■ MATERIAL PROVIDED
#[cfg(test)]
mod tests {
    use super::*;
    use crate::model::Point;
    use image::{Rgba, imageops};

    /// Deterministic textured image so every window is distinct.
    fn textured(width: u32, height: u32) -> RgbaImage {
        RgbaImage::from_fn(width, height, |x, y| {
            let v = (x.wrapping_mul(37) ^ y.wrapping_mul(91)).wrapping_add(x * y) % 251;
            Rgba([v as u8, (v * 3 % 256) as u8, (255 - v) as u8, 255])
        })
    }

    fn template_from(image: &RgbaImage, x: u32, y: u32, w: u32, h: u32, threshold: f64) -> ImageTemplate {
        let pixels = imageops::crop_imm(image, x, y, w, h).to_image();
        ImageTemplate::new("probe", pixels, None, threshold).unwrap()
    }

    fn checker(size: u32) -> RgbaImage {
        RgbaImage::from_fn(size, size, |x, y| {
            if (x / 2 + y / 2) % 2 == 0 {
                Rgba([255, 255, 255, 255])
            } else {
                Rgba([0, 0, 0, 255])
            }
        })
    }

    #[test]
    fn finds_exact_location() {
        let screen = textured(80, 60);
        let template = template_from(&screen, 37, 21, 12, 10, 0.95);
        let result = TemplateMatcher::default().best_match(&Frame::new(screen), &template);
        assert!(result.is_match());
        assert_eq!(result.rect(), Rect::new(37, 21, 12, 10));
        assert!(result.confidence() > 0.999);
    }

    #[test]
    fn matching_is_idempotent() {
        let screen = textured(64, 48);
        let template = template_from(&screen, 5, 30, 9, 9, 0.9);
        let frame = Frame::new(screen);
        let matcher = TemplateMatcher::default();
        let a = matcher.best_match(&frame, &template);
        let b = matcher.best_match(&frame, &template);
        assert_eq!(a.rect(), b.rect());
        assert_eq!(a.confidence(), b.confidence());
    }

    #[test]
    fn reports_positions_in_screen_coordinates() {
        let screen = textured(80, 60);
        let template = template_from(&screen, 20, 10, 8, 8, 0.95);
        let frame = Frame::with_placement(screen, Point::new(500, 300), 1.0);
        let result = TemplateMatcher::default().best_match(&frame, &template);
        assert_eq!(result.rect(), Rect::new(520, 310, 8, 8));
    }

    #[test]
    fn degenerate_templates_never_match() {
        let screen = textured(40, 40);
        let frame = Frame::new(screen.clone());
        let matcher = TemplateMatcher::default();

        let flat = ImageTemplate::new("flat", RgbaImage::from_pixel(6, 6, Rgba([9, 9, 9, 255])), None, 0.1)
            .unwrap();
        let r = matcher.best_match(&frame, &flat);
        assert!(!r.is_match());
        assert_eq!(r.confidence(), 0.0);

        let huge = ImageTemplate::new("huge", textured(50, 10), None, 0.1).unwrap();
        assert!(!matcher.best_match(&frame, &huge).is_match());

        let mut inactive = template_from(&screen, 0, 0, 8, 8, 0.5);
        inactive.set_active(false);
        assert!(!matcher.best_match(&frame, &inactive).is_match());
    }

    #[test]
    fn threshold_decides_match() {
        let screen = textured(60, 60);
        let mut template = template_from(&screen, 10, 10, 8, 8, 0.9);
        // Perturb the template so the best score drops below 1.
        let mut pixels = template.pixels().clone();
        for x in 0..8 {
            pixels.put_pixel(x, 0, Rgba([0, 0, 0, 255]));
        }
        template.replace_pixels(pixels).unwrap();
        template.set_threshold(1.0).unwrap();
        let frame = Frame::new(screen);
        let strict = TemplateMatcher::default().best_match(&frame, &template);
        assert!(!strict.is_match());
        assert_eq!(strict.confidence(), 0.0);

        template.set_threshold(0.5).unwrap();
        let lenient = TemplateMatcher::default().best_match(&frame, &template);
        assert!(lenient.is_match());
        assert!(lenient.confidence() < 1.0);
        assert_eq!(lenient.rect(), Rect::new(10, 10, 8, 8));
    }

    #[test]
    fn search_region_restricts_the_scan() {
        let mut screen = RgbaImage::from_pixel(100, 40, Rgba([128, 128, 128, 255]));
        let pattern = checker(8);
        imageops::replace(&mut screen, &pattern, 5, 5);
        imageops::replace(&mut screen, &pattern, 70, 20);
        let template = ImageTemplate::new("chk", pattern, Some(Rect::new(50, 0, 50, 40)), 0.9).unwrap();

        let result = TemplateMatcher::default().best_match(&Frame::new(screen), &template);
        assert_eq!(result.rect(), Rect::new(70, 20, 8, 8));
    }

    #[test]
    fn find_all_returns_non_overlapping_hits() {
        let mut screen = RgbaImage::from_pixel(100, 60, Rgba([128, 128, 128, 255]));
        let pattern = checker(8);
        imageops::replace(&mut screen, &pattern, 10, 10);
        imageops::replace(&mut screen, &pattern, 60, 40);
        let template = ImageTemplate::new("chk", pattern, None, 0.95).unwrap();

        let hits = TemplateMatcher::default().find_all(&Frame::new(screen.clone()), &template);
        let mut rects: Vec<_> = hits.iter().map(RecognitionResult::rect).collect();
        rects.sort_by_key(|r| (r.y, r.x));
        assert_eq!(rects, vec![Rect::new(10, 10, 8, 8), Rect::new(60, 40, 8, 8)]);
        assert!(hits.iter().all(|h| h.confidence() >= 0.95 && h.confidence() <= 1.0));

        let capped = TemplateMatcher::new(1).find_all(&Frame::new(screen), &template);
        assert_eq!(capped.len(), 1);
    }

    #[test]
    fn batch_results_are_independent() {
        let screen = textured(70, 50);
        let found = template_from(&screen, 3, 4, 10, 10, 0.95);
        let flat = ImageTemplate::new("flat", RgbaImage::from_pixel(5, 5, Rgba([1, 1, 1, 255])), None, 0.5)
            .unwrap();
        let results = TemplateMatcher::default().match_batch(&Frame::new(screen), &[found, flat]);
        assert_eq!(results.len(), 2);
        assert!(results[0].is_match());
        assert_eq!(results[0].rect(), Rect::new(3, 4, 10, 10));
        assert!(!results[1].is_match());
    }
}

■ TASK DESCRIPTION
Nothing but the lines from the top of the entries above through the line with "let a = matcher.best_match(&frame, &template);" should be set down, each exactly as written.

■ RESULT OF THIS TASK
#[cfg(test)]
mod tests {
    use super::*;
    use crate::model::Point;
    use image::{Rgba, imageops};

    /// Deterministic textured image so every window is distinct.
    fn textured(width: u32, height: u32) -> RgbaImage {
        RgbaImage::from_fn(width, height, |x, y| {
            let v = (x.wrapping_mul(37) ^ y.wrapping_mul(91)).wrapping_add(x * y) % 251;
            Rgba([v as u8, (v * 3 % 256) as u8, (255 - v) as u8, 255])
        })
    }

    fn template_from(image: &RgbaImage, x: u32, y: u32, w: u32, h: u32, threshold: f64) -> ImageTemplate {
        let pixels = imageops::crop_imm(image, x, y, w, h).to_image();
        ImageTemplate::new("probe", pixels, None, threshold).unwrap()
    }

    fn checker(size: u32) -> RgbaImage {
        RgbaImage::from_fn(size, size, |x, y| {
            if (x / 2 + y / 2) % 2 == 0 {
                Rgba([255, 255, 255, 255])
            } else {
                Rgba([0, 0, 0, 255])
            }
        })
    }

    #[test]
    fn finds_exact_location() {
        let screen = textured(80, 60);
        let template = template_from(&screen, 37, 21, 12, 10, 0.95);
        let result = TemplateMatcher::default().best_match(&Frame::new(screen), &template);
        assert!(result.is_match());
        assert_eq!(result.rect(), Rect::new(37, 21, 12, 10));
        assert!(result.confidence() > 0.999);
    }

    #[test]
    fn matching_is_idempotent() {
        let screen = textured(64, 48);
        let template = template_from(&screen, 5, 30, 9, 9, 0.9);
        let frame = Frame::new(screen);
        let matcher = TemplateMatcher::default();
        let a = matcher.best_match(&frame, &template);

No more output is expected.